Un jour comme les autres, nous partons avec de bonnes intentions, c’est-à-dire faire une journée pleine de vélo. Après une dizaine de kilomètres nous nous arrêtons dans le village de Chalcos (3650m). On dirait qu’il y a de l’animation. Pauline va chercher à manger pendant que deux trois personnes viennent voir Micka. Intéressées par nos vélos et surtout cherchant une réponse à « qu’est-ce que vous faites ici ?! » les questions pleuvent. Micka apprend que c’est la fête du village. Nous sommes chaleureusement conviés à rester un peu pour voir ce qu’il s’y passe. Pauline revient avec quelques victuailles et Micka lui dit « fin de la journée vélo, on reste voir la fête ! ». Pauline : « t’es sûr, on n’a fait que 10km ? Bon d’accord ».

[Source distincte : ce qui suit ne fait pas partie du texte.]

//! Offline-map construction.
//!
//! This module assembles the sparse remap operator:
//! - Overlap-mesh iteration grouped by source face
//! - High-order and low-order spectral-element to finite-volume assembly
//! - Constrained reconciliation of local weight blocks
//! - The sparse operator itself, with post-hoc verification

mod error;
mod offline_map;
mod overlap;
mod reconcile;
mod se_fv;

pub use error::RemapError;
pub use offline_map::OfflineMap;
pub use overlap::{OverlapGroup, OverlapGroups, fan_triangle};
pub use reconcile::enforce_consistency_conservation;
pub use se_fv::{RemapSummary, remap_se_to_fv, remap_se_to_fv_low_order};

Nous assistons à un défilé à caractère religieux en l’honneur de Saint Jean Baptiste, le saint patron du village. Le maire du village vient nous dire que si nous avons besoin de quoi que ce soit, nous n’avons qu’à lui demander.




Puis les harpes et les violons sont de sortie et nous sommes invités malicieusement par les habitants à nous joindre au cercle de danse. Cela fait quelques heures que nous sommes ici, nous sommes déjà dans l’ambiance ! Nous sommes conviés au diner populaire musical durant lequel nous veillons jusqu’à une heure du matin, une heure très tardive puisque qu’à vélo nous nous couchons peu après à l’heure du coucher du soleil, soit vers 20h. En partant, une dame nous dit d’un ton ferme « demain matin, rendez-vous 8h pour le petit déjeuner populaire ! »

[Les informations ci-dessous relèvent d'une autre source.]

//! Constrained reconciliation of local remap weight blocks.
//!
//! Quadrature produces a raw block W (rows = overlap faces of one source
//! element, columns = the element's GLL coefficients) that satisfies the
//! remap constraints only up to quadrature error. Reconciliation finds the
//! closest block W′ in the Frobenius norm with
//!
//! - consistency: Σ_k W′[j][k] = 1 for every row j, and
//! - conservation: Σ_j a_T[j] W′[j][k] = a_S[k] for every column k,
//!
//! where a_S are the element's GLL Jacobians and a_T the overlap face
//! areas. The two families share one linearly dependent equation (global
//! area balance), so the last conservation equation is dropped; it then
//! holds automatically.
//!
//! The minimization is solved through its KKT system reduced to the Schur
//! complement: with C the constraint matrix and b the targets,
//! vec(W′) = vec(W) − Cᵀλ where C Cᵀ λ = C·vec(W) − b. Dropping the
//! redundant equation leaves C with full row rank, so C Cᵀ is symmetric
//! positive definite and a Cholesky solve applies. C Cᵀ is assembled from
//! its closed form rather than by dense multiplication.

use faer::linalg::solvers::Solve;
use faer::{Mat, Side};

use super::error::RemapError;

/// Force consistency and conservation on a local weight block.
///
/// `coeff` is the raw (n_rows × n_cols) block, modified in place;
/// `source_area` has length n_cols and `target_area` length n_rows. With
/// `monotone` set, the corrected block is afterwards blended toward the
/// Jacobian-proportional low-order block just far enough to clear any
/// negative entries; the blend preserves both constraint families.
pub fn enforce_consistency_conservation(
    source_area: &[f64],
    target_area: &[f64],
    coeff: &mut Mat<f64>,
    monotone: bool,
) -> Result<(), RemapError> {
    let n_rows = coeff.nrows();
    let n_cols = coeff.ncols();
    assert_eq!(source_area.len(), n_cols);
    assert_eq!(target_area.len(), n_rows);

    let n_coeff = n_rows * n_cols;
    let n_cond = n_rows + n_cols - 1;

    // Constraint matrix, one row per retained equation, and its targets.
    // Row i < n_rows: consistency on block row i.
    // Row n_rows + j, j < n_cols - 1: conservation on block column j.
    let mut c = Mat::<f64>::zeros(n_cond, n_coeff);
    let mut b = vec![0.0; n_cond];

    for i in 0..n_rows {
        for j in 0..n_cols {
            c[(i, i * n_cols + j)] = 1.0;
        }
        b[i] = 1.0;
    }
    for j in 0..n_cols - 1 {
        for i in 0..n_rows {
            c[(n_rows + j, i * n_cols + j)] = target_area[i];
        }
        b[n_rows + j] = source_area[j];
    }

    // Schur matrix C Cᵀ from its closed form: the consistency block is
    // n_cols·I, the conservation block Σ a_T²·I, and the cross block has
    // entry a_T[i] wherever a consistency and a conservation equation
    // touch the same coefficient.
    let p: f64 = target_area.iter().map(|&a| a * a).sum();

    let mut cct = Mat::<f64>::zeros(n_cond, n_cond);
    for i in 0..n_rows {
        cct[(i, i)] = n_cols as f64;
        for j in 0..n_cols - 1 {
            cct[(i, n_rows + j)] = target_area[i];
            cct[(n_rows + j, i)] = target_area[i];
        }
    }
    for j in 0..n_cols - 1 {
        cct[(n_rows + j, n_rows + j)] = p;
    }

    // Residual y = C·vec(W) - b
    let mut y = Mat::<f64>::zeros(n_cond, 1);
    for r in 0..n_cond {
        let mut dot = 0.0;
        for i in 0..n_rows {
            for j in 0..n_cols {
                dot += c[(r, i * n_cols + j)] * coeff[(i, j)];
            }
        }
        y[(r, 0)] = dot - b[r];
    }

    let llt = cct
        .as_ref()
        .llt(Side::Lower)
        .map_err(|e| RemapError::IndefiniteSchur(format!("{e:?}")))?;
    let lambda = llt.solve(&y);

    // vec(W') = vec(W) - Cᵀ λ
    for i in 0..n_rows {
        for j in 0..n_cols {
            let mut correction = 0.0;
            for r in 0..n_cond {
                correction += c[(r, i * n_cols + j)] * lambda[(r, 0)];
            }
            coeff[(i, j)] -= correction;
        }
    }

    if monotone {
        blend_monotone(source_area, coeff);
    }

    Ok(())
}

/// Blend a reconciled block toward the low-order block until non-negative.
///
/// The low-order reference distributes each row in proportion to the GLL
/// Jacobians, W_lo[j][k] = a_S[k] / Σ a_S, which satisfies consistency by
/// normalization and conservation whenever the element is fully covered.
/// The blend factor is the smallest one clearing every negative entry.
fn blend_monotone(source_area: &[f64], coeff: &mut Mat<f64>) {
    let n_rows = coeff.nrows();
    let n_cols = coeff.ncols();

    let total_jacobian: f64 = source_area.iter().sum();

    let mut blend: f64 = 0.0;
    for i in 0..n_rows {
        for j in 0..n_cols {
            let value = coeff[(i, j)];
            if value < 0.0 {
                let low = source_area[j] / total_jacobian;
                blend = blend.max(-value / (low - value).abs());
            }
        }
    }

    if blend > 0.0 {
        for i in 0..n_rows {
            for j in 0..n_cols {
                let low = source_area[j] / total_jacobian;
                coeff[(i, j)] = (1.0 - blend) * coeff[(i, j)] + blend * low;
            }
        }
    }
}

Nous repoussons notre départ et allons donc au petit-déjeuner le lendemain matin. C’est en réalité en véritable repas. Vers 10h, une équipe de joyeux lurons nous emmène voir des ruines pré-incas sur les hauteurs du village. Un gouter nous est offert puis nous redescendons manger avec eux dans leur maison familiale vers 13h. A 15h nous nous dirigeons aux jeux de taureaux où on nous offre… un nouveau repas ! Cela commence à devenir chaud pour tout avaler !


Il faut maintenant apprendre à gérer ce genre de situation. Gérer l’ingestion de nourriture mais aussi…de boissons alcoolisées. En effet depuis hier, les deux cent villageois veulent chacun payer leur verre… si bien que nous avons l’impression de refuser beaucoup, mais d’être toujours aussi pompettes !


19h, nouveau repas populaire « a la casa », nouveau parcours du combattant pour tout ingurgiter, et danse jusqu’à tard dans la nuit. Demain c’est la dernière journée de la fête du village et les villageois nous font bien comprendre que ce serait bête de ne pas y être.




C’est parti pour une nouvelle journée de folie. Petit-déjeuner, pardon, grand déjeuner, puis nous sommes conviés à passer en « cuisine » afin de voir comment on prépare toute cette nourriture pour les villageois. En effet, matin, midi et soir, ceux-ci peuvent venir au repas populaire « a la casa ».


Les gens sont très heureux de nous voir rester, des liens se créent et nous commençons même nos premiers cours de quechua, la langue ancestrale parlée ici. La journée se termine par un repas encore plus gargantuesque que les autres.


Il va falloir digérer cette fête, au sens propre mais aussi et surtout émotionnellement… Notre retour en France approche, nous quittons à vélo Chalcos pensifs, nostalgiques d’un si beau partage humain.